Работа Павленкова над изданиями пушкинских произведений как нельзя ярче подтверждает справедливость рубакинского наблюдения. Интеллигентность издателя проявлялась не в бесконечных рассуждениях о работе, деятельности, а была направлена на то, чтобы эта работа выполнялась качественно, без малейших изъянов, чтобы она лучше служила народу.
«Принимаетесь ли за третье издание Пушкина?» — спрашивал Павленкова писатель П. В. Засодимский 6 июня 1887 года. И ответ на этот вопрос мог быть только один: издаю. В 1891 году Павленков выпускал уже четвертое издание сочинений А. С. Пушкина.
В материалах Общества любителей российской словесности за 1887 год, связанных с чествованием памяти А. С. Пушкина в пятидесятую годовщину со дня смерти поэта, сохранились черновики переписки с Ф. Ф. Павленковым.

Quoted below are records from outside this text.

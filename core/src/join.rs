//! Re-joining of tokens split on escaped spaces.
//!
//! Shells that do not understand `\ ` hand `Jan\ Kowalski` over as the two
//! tokens `Jan\` and `Kowalski`. A token ending in a backslash is glued to
//! the next one with a single space.

use tracing::debug;

use crate::config::TrailingEscape;

/// Escape marker closing a fragment that continues in the next token.
pub const ESCAPE_MARKER: char = '\\';

/// Joins tokens whose predecessor ends with [`ESCAPE_MARKER`].
///
/// The output never has more elements than the input. A fragment still
/// pending when the input runs out is handled per `trailing`.
///
/// # Examples
///
/// ```
/// use cmdline_args_core::{TrailingEscape, join_escaped};
///
/// let joined = join_escaped(&["Jan\\", "Kowalski", "-v"], TrailingEscape::Drop);
/// assert_eq!(joined, vec!["Jan Kowalski", "-v"]);
/// ```
pub fn join_escaped<S: AsRef<str>>(tokens: &[S], trailing: TrailingEscape) -> Vec<String> {
    let mut joined = Vec::with_capacity(tokens.len());
    let mut pending = String::new();

    for token in tokens {
        let token = token.as_ref();
        if let Some(fragment) = token.strip_suffix(ESCAPE_MARKER) {
            pending.push_str(fragment);
            pending.push(' ');
        } else if pending.is_empty() {
            joined.push(token.to_string());
        } else {
            pending.push_str(token);
            joined.push(std::mem::take(&mut pending));
        }
    }

    if !pending.is_empty() {
        match trailing {
            TrailingEscape::Drop => {
                debug!(fragment = %pending, "dropping unterminated escaped fragment");
            }
            TrailingEscape::Keep => joined.push(pending),
        }
    }

    joined
}
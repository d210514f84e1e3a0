//! Input shapes accepted by the cached entry points.

use std::ffi::OsString;

/// Where the raw tokens come from.
///
/// # Examples
///
/// ```
/// use cmdline_args_core::ArgSource;
///
/// let source = ArgSource::from("--foo bar");
/// assert_eq!(source.into_tokens(), vec!["--foo", "bar"]);
///
/// let source = ArgSource::from(vec!["-v", "file"]);
/// assert_eq!(source.into_tokens(), vec!["-v", "file"]);
/// ```
#[derive(Debug, Clone, PartialEq, Eq)]
pub enum ArgSource {
    /// Already tokenized arguments, program name excluded.
    Tokens(Vec<String>),
    /// A single line split on literal spaces. Consecutive spaces yield
    /// empty tokens.
    Line(String),
    /// The host process arguments minus the program name. Arguments that
    /// are not valid UTF-8 are converted lossily.
    Process,
}

impl ArgSource {
    /// Resolves the source into its token list.
    pub fn into_tokens(self) -> Vec<String> {
        match self {
            Self::Tokens(tokens) => tokens,
            Self::Line(line) => line.split(' ').map(String::from).collect(),
            Self::Process => os_args_to_tokens(std::env::args_os()),
        }
    }
}

/// Drops the program name and converts the rest with
/// [`OsStr::to_string_lossy`](std::ffi::OsStr::to_string_lossy).
fn os_args_to_tokens(args: impl IntoIterator<Item = OsString>) -> Vec<String> {
    args.into_iter()
        .skip(1)
        .map(|arg| arg.to_string_lossy().into_owned())
        .collect()
}

impl From<&str> for ArgSource {
    fn from(line: &str) -> Self {
        Self::Line(line.to_string())
    }
}

impl From<String> for ArgSource {
    fn from(line: String) -> Self {
        Self::Line(line)
    }
}

impl From<Vec<String>> for ArgSource {
    fn from(tokens: Vec<String>) -> Self {
        Self::Tokens(tokens)
    }
}

impl From<Vec<&str>> for ArgSource {
    fn from(tokens: Vec<&str>) -> Self {
        Self::Tokens(tokens.into_iter().map(String::from).collect())
    }
}

impl From<&[&str]> for ArgSource {
    fn from(tokens: &[&str]) -> Self {
        Self::Tokens(tokens.iter().map(|token| token.to_string()).collect())
    }
}

impl<const N: usize> From<[&str; N]> for ArgSource {
    fn from(tokens: [&str; N]) -> Self {
        Self::Tokens(tokens.iter().map(|token| token.to_string()).collect())
    }
}
//! Prints how this process's own arguments are classified.
//!
//! Handy for checking what a shell actually hands over:
//! `argv-echo --name=Jan\ Kowalski -xv file`.

use cmdline_args_core::{OutputFormat, format_result, parse_env};
use tracing_subscriber::EnvFilter;

fn main() {
    let filter = EnvFilter::try_from_default_env().unwrap_or_else(|_| EnvFilter::new("warn"));
    tracing_subscriber::fmt()
        .with_env_filter(filter)
        .with_writer(std::io::stderr)
        .init();

    let result = parse_env();
    match format_result(&result, OutputFormat::Json) {
        Ok(json) => println!("{json}"),
        Err(err) => {
            eprintln!("error: {err}");
            std::process::exit(1);
        }
    }
}
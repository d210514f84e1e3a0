use std::sync::{Mutex, MutexGuard};

use cmdline_args_core::{
    ArgParser, ArgSource, ArgValue, OutputFormat, ParseResult, ParserConfig, TrailingEscape,
    clear_cache, format_result, get_boolean, last_result, parse, parse_with,
};

/// Tests sharing the process-wide cache run one at a time.
static SERIAL: Mutex<()> = Mutex::new(());

fn serial() -> MutexGuard<'static, ()> {
    SERIAL.lock().unwrap_or_else(|poisoned| poisoned.into_inner())
}

// ---------------------------------------------------------------------------
// Classification
// ---------------------------------------------------------------------------

#[test]
fn long_flag_and_value() {
    let _guard = serial();
    let result = parse(["--foo", "--bar=baz"]);
    assert_eq!(result.long.len(), 2);
    assert_eq!(result.long["foo"], ArgValue::Flag);
    assert_eq!(result.long["bar"], ArgValue::from("baz"));
}

#[test]
fn short_cluster_and_value() {
    let _guard = serial();
    let result = parse(["-abc", "-k=value"]);
    assert_eq!(
        result.short.keys().collect::<Vec<_>>(),
        vec!["a", "b", "c", "k"]
    );
    assert_eq!(result.short["k"], ArgValue::from("value"));
}

#[test]
fn positionals_only() {
    let _guard = serial();
    let result = parse(["arg1", "arg2", "arg3"]);
    assert_eq!(result.opts, vec!["arg1", "arg2", "arg3"]);
    assert!(result.long.is_empty());
    assert!(result.short.is_empty());
}

#[test]
fn quoted_value_is_unwrapped() {
    let _guard = serial();
    let result = parse(["--name=\"John Doe\""]);
    assert_eq!(result.long["name"], ArgValue::from("John Doe"));
}

#[test]
fn later_value_wins() {
    let _guard = serial();
    let result = parse(["--foo=1", "--foo=2"]);
    assert_eq!(result.long.len(), 1);
    assert_eq!(result.long["foo"], ArgValue::from("2"));
}

#[test]
fn positionals_are_an_ordered_subsequence_of_input() {
    let tokens = ["x", "--a", "y", "-b", "x", "--c=d", "z"];
    let result = ArgParser::default().parse(tokens);
    let plain: Vec<&str> = tokens
        .iter()
        .copied()
        .filter(|token| !token.starts_with('-'))
        .collect();
    assert_eq!(result.opts, plain);
}

#[test]
fn parsing_twice_is_structurally_equal() {
    let tokens = ["--a=\"q\"", "-bc", "Jan\\", "Kowalski", "-d=1"];
    let parser = ArgParser::default();
    assert_eq!(parser.parse(tokens), parser.parse(tokens));
}

// ---------------------------------------------------------------------------
// Escape joining
// ---------------------------------------------------------------------------

#[test]
fn escaped_space_joins_positional() {
    let _guard = serial();
    let result = parse(["Jan\\", "Kowalski"]);
    assert_eq!(result.opts, vec!["Jan Kowalski"]);
}

#[test]
fn dangling_escape_is_dropped_by_default() {
    let _guard = serial();
    let result = parse(["first", "dangling\\"]);
    assert_eq!(result.opts, vec!["first"]);
}

#[test]
fn dangling_escape_can_be_kept() {
    let parser = ArgParser::new(ParserConfig {
        trailing_escape: TrailingEscape::Keep,
        ..ParserConfig::default()
    });
    let result = parser.parse(["first", "dangling\\"]);
    assert_eq!(result.opts, vec!["first", "dangling "]);
}

// ---------------------------------------------------------------------------
// Boolean coercion through the cache
// ---------------------------------------------------------------------------

#[test]
fn cached_boolean_lookup() {
    let _guard = serial();
    parse(["--flag=yes"]);
    assert!(get_boolean("flag", false));

    parse(["--flag=off"]);
    assert!(!get_boolean("flag", true));

    assert!(get_boolean("missing", true));
    assert!(!get_boolean("missing", false));
}

#[test]
fn cached_boolean_before_parse_uses_default() {
    let _guard = serial();
    clear_cache();
    assert!(get_boolean("anything", true));
    assert!(last_result().is_none());
}

#[test]
fn cache_holds_exactly_the_returned_result() {
    let _guard = serial();
    let parser = ArgParser::new(ParserConfig::default());
    let result = parse_with(&parser, "--a -b c");
    assert_eq!(last_result(), Some(result));
}

#[test]
fn explicit_result_needs_no_cache() {
    let result = ArgParser::default().parse(["--color=ON", "--quiet=0", "--level=3"]);
    assert!(result.get_boolean("color", false));
    assert!(!result.get_boolean("quiet", true));
    assert!(result.get_boolean("level", true));
    assert!(!result.get_boolean("level", false));
}

// ---------------------------------------------------------------------------
// Sources and output
// ---------------------------------------------------------------------------

#[test]
fn line_source_splits_on_spaces() {
    let _guard = serial();
    let result = parse(ArgSource::from("--x=1 -y  z"));
    assert_eq!(result.long["x"], ArgValue::from("1"));
    assert_eq!(result.short["y"], ArgValue::Flag);
    assert_eq!(result.opts, vec!["", "z"]);
}

#[test]
fn json_output_round_trips_through_serde() {
    let result = ArgParser::default().parse(["--foo", "--bar=baz", "-k=v", "pos"]);
    let json = format_result(&result, OutputFormat::Json).unwrap();
    let back: ParseResult = serde_json::from_str(&json).unwrap();
    assert_eq!(back, result);
}
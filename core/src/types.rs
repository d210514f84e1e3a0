//! Parsed argument model.
//!
//! A [`ParseResult`] buckets every token of a command line into long
//! options, short options, or positional arguments. Option values are
//! either a bare presence flag or an explicit string, modelled by
//! [`ArgValue`].

use std::collections::BTreeMap;

use serde::{Deserialize, Serialize};

/// Value attached to a long or short option.
///
/// `--verbose` and `-v` produce [`ArgValue::Flag`]; `--name=value` and
/// `-k=value` produce [`ArgValue::Value`]. On the wire a flag is the
/// boolean `true` and a value is a plain string.
///
/// # Examples
///
/// ```
/// use cmdline_args_core::ArgValue;
///
/// let flag = ArgValue::Flag;
/// assert_eq!(serde_json::to_string(&flag).unwrap(), "true");
///
/// let value = ArgValue::from("baz");
/// assert_eq!(value.as_str(), Some("baz"));
/// ```
#[derive(Debug, Clone, PartialEq, Eq, Serialize, Deserialize)]
#[serde(try_from = "RawValue", into = "RawValue")]
pub enum ArgValue {
    /// Option was present without an explicit value.
    Flag,
    /// Option carried an explicit value after `=`.
    Value(String),
}

impl ArgValue {
    /// Returns the explicit string value, or `None` for a bare flag.
    pub fn as_str(&self) -> Option<&str> {
        match self {
            Self::Flag => None,
            Self::Value(value) => Some(value),
        }
    }

    /// Returns `true` for a bare presence flag.
    pub fn is_flag(&self) -> bool {
        matches!(self, Self::Flag)
    }
}

impl From<&str> for ArgValue {
    fn from(value: &str) -> Self {
        Self::Value(value.to_string())
    }
}

impl From<String> for ArgValue {
    fn from(value: String) -> Self {
        Self::Value(value)
    }
}

impl std::fmt::Display for ArgValue {
    fn fmt(&self, f: &mut std::fmt::Formatter<'_>) -> std::fmt::Result {
        match self {
            Self::Flag => f.write_str("true"),
            Self::Value(value) => f.write_str(value),
        }
    }
}

/// Serialized shape of [`ArgValue`].
#[derive(Serialize, Deserialize)]
#[serde(untagged)]
enum RawValue {
    Bool(bool),
    Str(String),
}

impl From<ArgValue> for RawValue {
    fn from(value: ArgValue) -> Self {
        match value {
            ArgValue::Flag => Self::Bool(true),
            ArgValue::Value(value) => Self::Str(value),
        }
    }
}

impl TryFrom<RawValue> for ArgValue {
    type Error = String;

    fn try_from(raw: RawValue) -> Result<Self, Self::Error> {
        match raw {
            RawValue::Bool(true) => Ok(Self::Flag),
            RawValue::Bool(false) => Err("option flags are never `false`".to_string()),
            RawValue::Str(value) => Ok(Self::Value(value)),
        }
    }
}

/// Structured form of a command line.
///
/// Keys in [`long`](ParseResult::long) and [`short`](ParseResult::short)
/// are unique; a repeated option keeps its last value.
/// [`opts`](ParseResult::opts) keeps positional arguments in input order,
/// duplicates included.
///
/// # Examples
///
/// ```
/// use cmdline_args_core::{ArgParser, ArgValue};
///
/// let result = ArgParser::default().parse(["--foo", "--bar=baz", "-ab", "file.txt"]);
/// assert_eq!(result.long["foo"], ArgValue::Flag);
/// assert_eq!(result.long["bar"], ArgValue::from("baz"));
/// assert_eq!(result.short.len(), 2);
/// assert_eq!(result.opts, vec!["file.txt"]);
/// ```
#[derive(Debug, Clone, Default, PartialEq, Eq, Serialize, Deserialize)]
pub struct ParseResult {
    /// Long options (`--foo`, `--foo=bar`) keyed by name.
    #[serde(default)]
    pub long: BTreeMap<String, ArgValue>,
    /// Short options (`-a`, `-k=value`) keyed by their single character.
    #[serde(default)]
    pub short: BTreeMap<String, ArgValue>,
    /// Positional arguments in input order.
    #[serde(default)]
    pub opts: Vec<String>,
}

impl ParseResult {
    /// Creates an empty result.
    pub fn new() -> Self {
        Self::default()
    }

    /// Looks up an option by name, long options first.
    pub fn get(&self, key: &str) -> Option<&ArgValue> {
        self.long.get(key).or_else(|| self.short.get(key))
    }

    /// Returns `true` when no token was classified.
    pub fn is_empty(&self) -> bool {
        self.long.is_empty() && self.short.is_empty() && self.opts.is_empty()
    }

    /// Total number of recorded options and positional arguments.
    pub fn len(&self) -> usize {
        self.long.len() + self.short.len() + self.opts.len()
    }
}
//! Raw command-line argument parsing.
//!
//! This crate turns process invocation tokens into a [`ParseResult`]:
//!
//! - `long` — `--foo` (a flag) and `--foo=bar` (a value).
//! - `short` — `-abc` (one flag per character) and `-k=value`.
//! - `opts` — every other token, in order.
//!
//! Tokens ending in a backslash are first re-joined with the next token
//! ([`join_escaped`]), so `Jan\ Kowalski` split by a naive tokenizer comes
//! back as one argument. Option values lose one layer of matching double
//! and then single quotes ([`strip_quotes`]).
//!
//! Parsing is total: every input produces a result. Boolean lookups
//! ([`ParseResult::get_boolean`], [`get_boolean`]) map `yes`/`no`,
//! `on`/`off`, `1`/`0` and friends to a strict `bool`.
//!
//! Two styles are supported. [`ArgParser`] is pure and the caller keeps the
//! result. The free functions [`parse`] and [`get_boolean`] keep the last
//! result in a process-wide cache for callers that want implicit lookup.
//!
//! # Example
//!
//! ```
//! use cmdline_args_core::*;
//!
//! let result = ArgParser::default().parse(["--name=\"John Doe\"", "-v", "-k=on", "in.txt"]);
//!
//! assert_eq!(result.long["name"], ArgValue::from("John Doe"));
//! assert_eq!(result.short["k"], ArgValue::from("on"));
//! assert!(result.get_boolean("k", false));
//! assert_eq!(result.opts, vec!["in.txt"]);
//! ```

mod cache;
mod classify;
mod coerce;
mod config;
mod error;
mod input;
mod join;
mod output;
mod types;

pub use cache::{
    clear_cache, get_boolean, last_result, parse, parse_env, parse_line, parse_with,
};
pub use classify::{ArgParser, strip_quotes};
pub use coerce::{coerce_bool, lookup_boolean, parse_bool_word};
pub use config::{LookupOrder, ParserConfig, TrailingEscape};
pub use error::{ArgsError, Result};
pub use input::ArgSource;
pub use join::{ESCAPE_MARKER, join_escaped};
pub use output::{OutputFormat, format_result};
pub use types::*;
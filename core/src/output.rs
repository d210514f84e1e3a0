//! Output formatting for parse results.

use crate::error::Result;
use crate::types::{ArgValue, ParseResult};

/// Supported output formats.
#[derive(Debug, Clone, Copy, PartialEq, Eq)]
#[cfg_attr(feature = "clap", derive(clap::ValueEnum))]
pub enum OutputFormat {
    /// Pretty-printed JSON.
    Json,
    /// YAML document.
    Yaml,
    /// Aligned plain-text sections for terminals.
    Table,
}

/// Formats a parse result in the requested output format.
///
/// # Errors
///
/// Returns [`JsonError`](crate::ArgsError::JsonError) or
/// [`YamlError`](crate::ArgsError::YamlError) if serialization fails.
pub fn format_result(result: &ParseResult, format: OutputFormat) -> Result<String> {
    match format {
        OutputFormat::Json => Ok(serde_json::to_string_pretty(result)?),
        OutputFormat::Yaml => Ok(serde_yaml::to_string(result)?),
        OutputFormat::Table => Ok(result_to_table(result)),
    }
}

fn result_to_table(result: &ParseResult) -> String {
    let mut out = String::new();

    let width = result
        .long
        .keys()
        .map(|key| key.chars().count() + 2)
        .chain(result.short.keys().map(|key| key.chars().count() + 1))
        .max()
        .unwrap_or(0);

    out.push_str("LONG\n");
    for (key, value) in &result.long {
        push_row(&mut out, &format!("--{key}"), value, width);
    }

    out.push_str("\nSHORT\n");
    for (key, value) in &result.short {
        push_row(&mut out, &format!("-{key}"), value, width);
    }

    out.push_str("\nOPTS\n");
    for (index, arg) in result.opts.iter().enumerate() {
        out.push_str(&format!("  [{index}] {arg}\n"));
    }

    out
}

fn push_row(out: &mut String, name: &str, value: &ArgValue, width: usize) {
    let rendered = match value {
        ArgValue::Flag => "true".to_string(),
        ArgValue::Value(value) => format!("{value:?}"),
    };
    out.push_str(&format!("  {name:<width$}  {rendered}\n"));
}
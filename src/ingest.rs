//! CSV ingestion for call-graph and metric files
//!
//! Each reader accepts either a single `.csv` file or a directory, in which
//! case every `*.csv` file directly inside it is read in name order. Header
//! names are matched case-insensitively against a small alias list, so both
//! `rpcid` and `rpc_id` resolve to the rpc path column.
//!
//! A file missing a required column is skipped as a whole and counted in
//! [`IngestStats::files_failed`]. Rows with the wrong field count or an
//! unparseable required value are skipped and counted. Neither aborts the
//! run.

use crate::error::{PipelineError, Result};
use crate::record::{CallRateSample, CallRecord, SystemLoadSample};
use serde::{Deserialize, Serialize};
use std::fmt;
use std::fs::{self, File};
use std::io::{BufRead, BufReader};
use std::path::{Path, PathBuf};

/// Counters reported by one ingestion call
#[derive(Debug, Clone, Copy, Default, PartialEq, Eq, Serialize, Deserialize)]
pub struct IngestStats {
    pub files_read: usize,
    pub files_failed: usize,
    pub rows_valid: usize,
    pub rows_skipped: usize,
}

impl fmt::Display for IngestStats {
    fn fmt(&self, f: &mut fmt::Formatter<'_>) -> fmt::Result {
        write!(
            f,
            "{} files ({} failed), {} rows ({} skipped)",
            self.files_read, self.files_failed, self.rows_valid, self.rows_skipped
        )
    }
}

/// Records read from one file or directory
#[derive(Debug, Clone)]
pub struct Ingested<T> {
    pub records: Vec<T>,
    pub stats: IngestStats,
}

/// A logical column and the header names it may appear under
#[derive(Debug, Clone, Copy)]
pub struct Column {
    pub name: &'static str,
    pub aliases: &'static [&'static str],
    pub required: bool,
}

const fn required(name: &'static str, aliases: &'static [&'static str]) -> Column {
    Column {
        name,
        aliases,
        required: true,
    }
}

const fn optional(name: &'static str, aliases: &'static [&'static str]) -> Column {
    Column {
        name,
        aliases,
        required: false,
    }
}

/// A row type that can be parsed from a CSV file
pub trait CsvRecord: Sized {
    const COLUMNS: &'static [Column];

    /// Parse a row. `cols[i]` is the field position of `COLUMNS[i]`;
    /// required columns are always `Some`.
    fn from_row(fields: &[String], cols: &[Option<usize>]) -> Option<Self>;
}

fn field<'f>(fields: &'f [String], col: Option<usize>) -> Option<&'f str> {
    col.and_then(|i| fields.get(i)).map(|s| s.trim())
}

/// Like [`field`], but a blank cell counts as missing
fn text<'f>(fields: &'f [String], col: Option<usize>) -> Option<&'f str> {
    field(fields, col).filter(|s| !s.is_empty())
}

/// Integer timestamp; integral floats (`1200.0`) are accepted too
fn parse_timestamp(value: &str) -> Option<i64> {
    value.parse::<i64>().ok().or_else(|| {
        let v = value.parse::<f64>().ok()?;
        (v.is_finite() && v.fract() == 0.0).then_some(v as i64)
    })
}

fn parse_f64(value: &str) -> Option<f64> {
    value.parse::<f64>().ok()
}

impl CsvRecord for CallRecord {
    const COLUMNS: &'static [Column] = &[
        required("traceid", &["traceid", "trace_id"]),
        required("rpcid", &["rpcid", "rpc_id"]),
        required("um", &["um"]),
        required("dm", &["dm"]),
        required("timestamp", &["timestamp"]),
        required("rt", &["rt"]),
        optional("uminstanceid", &["uminstanceid", "um_instance_id"]),
        optional("dminstanceid", &["dminstanceid", "dm_instance_id"]),
    ];

    fn from_row(fields: &[String], cols: &[Option<usize>]) -> Option<Self> {
        let start_timestamp = parse_timestamp(field(fields, cols[4])?)?;
        // Unusable response times still take part in discovery; the
        // aggregator skips and counts them when replaying timing.
        let response_time = parse_f64(field(fields, cols[5])?).unwrap_or(f64::NAN);

        // A blank rpc path is kept: discovery counts it as invalid
        Some(CallRecord {
            trace_id: text(fields, cols[0])?.to_string(),
            rpc_path: field(fields, cols[1])?.to_string(),
            caller_service: text(fields, cols[2])?.to_string(),
            callee_service: text(fields, cols[3])?.to_string(),
            caller_instance_id: field(fields, cols[6]).unwrap_or_default().to_string(),
            callee_instance_id: field(fields, cols[7]).unwrap_or_default().to_string(),
            start_timestamp,
            response_time,
        })
    }
}

impl CsvRecord for SystemLoadSample {
    const COLUMNS: &'static [Column] = &[
        required("timestamp", &["timestamp"]),
        required("msname", &["msname", "service_id"]),
        required("cpu_utilization", &["cpu_utilization"]),
        required("memory_utilization", &["memory_utilization"]),
    ];

    fn from_row(fields: &[String], cols: &[Option<usize>]) -> Option<Self> {
        let cpu = parse_f64(field(fields, cols[2])?)?;
        let memory = parse_f64(field(fields, cols[3])?)?;
        if !cpu.is_finite() || !memory.is_finite() {
            return None;
        }
        Some(SystemLoadSample {
            timestamp: parse_timestamp(field(fields, cols[0])?)?,
            service_id: text(fields, cols[1])?.to_string(),
            cpu_utilization: cpu,
            memory_utilization: memory,
        })
    }
}

impl CsvRecord for CallRateSample {
    const COLUMNS: &'static [Column] = &[
        required("timestamp", &["timestamp"]),
        required("msname", &["msname", "service_id"]),
        required("providerrpc_mcr", &["providerrpc_mcr"]),
    ];

    fn from_row(fields: &[String], cols: &[Option<usize>]) -> Option<Self> {
        let rate = parse_f64(field(fields, cols[2])?)?;
        if !rate.is_finite() {
            return None;
        }
        Some(CallRateSample {
            timestamp: parse_timestamp(field(fields, cols[0])?)?,
            service_id: text(fields, cols[1])?.to_string(),
            provider_call_rate: rate,
        })
    }
}

/// Split one CSV line into fields.
///
/// Handles double-quoted fields with `""` escapes. Quoted fields spanning
/// several lines are not supported.
pub fn split_csv_line(line: &str) -> Vec<String> {
    let mut fields = Vec::new();
    let mut current = String::new();
    let mut in_quotes = false;
    let mut chars = line.chars().peekable();

    while let Some(c) = chars.next() {
        match c {
            '"' if in_quotes => {
                if chars.peek() == Some(&'"') {
                    current.push('"');
                    chars.next();
                } else {
                    in_quotes = false;
                }
            }
            '"' => in_quotes = true,
            ',' if !in_quotes => fields.push(std::mem::take(&mut current)),
            _ => current.push(c),
        }
    }
    fields.push(current);
    fields
}

/// Resolve column positions from a header row
///
/// # Errors
///
/// `MissingColumn` for the first required column with no matching header.
pub fn resolve_columns(
    header: &[String],
    columns: &[Column],
    source_name: &str,
) -> Result<Vec<Option<usize>>> {
    let normalized: Vec<String> = header
        .iter()
        .map(|h| h.trim().trim_start_matches('\u{feff}').to_ascii_lowercase())
        .collect();

    columns
        .iter()
        .map(|column| {
            let position = normalized
                .iter()
                .position(|h| column.aliases.iter().any(|alias| h == alias));
            match position {
                None if column.required => Err(PipelineError::MissingColumn {
                    source_name: source_name.to_string(),
                    column: column.name.to_string(),
                }),
                other => Ok(other),
            }
        })
        .collect()
}

/// CSV files under `path`: the file itself, or the `*.csv` files of a
/// directory sorted by name
pub fn csv_files(path: &Path) -> Result<Vec<PathBuf>> {
    if path.is_file() {
        return Ok(vec![path.to_path_buf()]);
    }

    let mut files: Vec<PathBuf> = fs::read_dir(path)?
        .filter_map(|entry| entry.ok().map(|e| e.path()))
        .filter(|p| {
            p.is_file()
                && p.extension()
                    .and_then(|e| e.to_str())
                    .is_some_and(|e| e.eq_ignore_ascii_case("csv"))
        })
        .collect();
    files.sort();
    Ok(files)
}

fn read_file<T: CsvRecord>(path: &Path, stats: &mut IngestStats) -> Result<Vec<T>> {
    let source_name = path
        .file_name()
        .map(|n| n.to_string_lossy().into_owned())
        .unwrap_or_else(|| path.display().to_string());
    let reader = BufReader::new(File::open(path)?);
    let mut lines = reader.lines();

    let header = match lines.next() {
        Some(line) => split_csv_line(&line?),
        None => return Err(PipelineError::NoData(format!("{} is empty", source_name))),
    };
    let cols = resolve_columns(&header, T::COLUMNS, &source_name)?;

    let mut records = Vec::new();
    for line in lines {
        let line = line?;
        if line.trim().is_empty() {
            continue;
        }
        let fields = split_csv_line(&line);
        if fields.len() != header.len() {
            stats.rows_skipped += 1;
            continue;
        }
        match T::from_row(&fields, &cols) {
            Some(record) => records.push(record),
            None => stats.rows_skipped += 1,
        }
    }

    stats.rows_valid += records.len();
    Ok(records)
}

/// Read every row of type `T` under `path`
///
/// # Errors
///
/// `Io` when `path` cannot be listed or a file cannot be read, `NoData`
/// when it holds no CSV files. A file that is empty or lacks a required
/// column is logged, counted in `files_failed` and skipped.
pub fn read_csv<T: CsvRecord>(path: &Path) -> Result<Ingested<T>> {
    let files = csv_files(path)?;
    if files.is_empty() {
        return Err(PipelineError::NoData(format!(
            "no CSV files found at {}",
            path.display()
        )));
    }

    let mut stats = IngestStats::default();
    let mut records = Vec::new();

    for file in &files {
        match read_file::<T>(file, &mut stats) {
            Ok(mut rows) => {
                stats.files_read += 1;
                tracing::debug!(file = %file.display(), rows = rows.len(), "Loaded CSV file");
                records.append(&mut rows);
            }
            Err(e) if e.is_recoverable() => {
                stats.files_failed += 1;
                tracing::warn!(file = %file.display(), "Skipping file: {}", e);
            }
            Err(e) => return Err(e),
        }
    }

    tracing::info!(
        path = %path.display(),
        files = stats.files_read,
        failed = stats.files_failed,
        rows = stats.rows_valid,
        skipped = stats.rows_skipped,
        "Ingestion complete"
    );

    Ok(Ingested { records, stats })
}

pub fn read_call_graph(path: &Path) -> Result<Ingested<CallRecord>> {
    read_csv(path)
}

pub fn read_system_load(path: &Path) -> Result<Ingested<SystemLoadSample>> {
    read_csv(path)
}

pub fn read_call_rate(path: &Path) -> Result<Ingested<CallRateSample>> {
    read_csv(path)
}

Когда Флорентий Федорович узнал, что Общество любителей российской словесности решило устроить в Московском университете выставку пушкинских изданий, приуроченных к этой дате, он посылает туда свой запрос, в котором, в частности, выражает беспокойство: а не опоздает ли он представить для готовящейся экспозиции собрание сочинений А. С. Пушкина, выпущенное его издательством? Из Общества любителей российской словесности ему сообщили: «Милостивый государь Флорентий Федорович, в ответ на почтенное письмо Ваше спешу Вас уведомить в двух словах: не опоздаете, присылайте 31 января».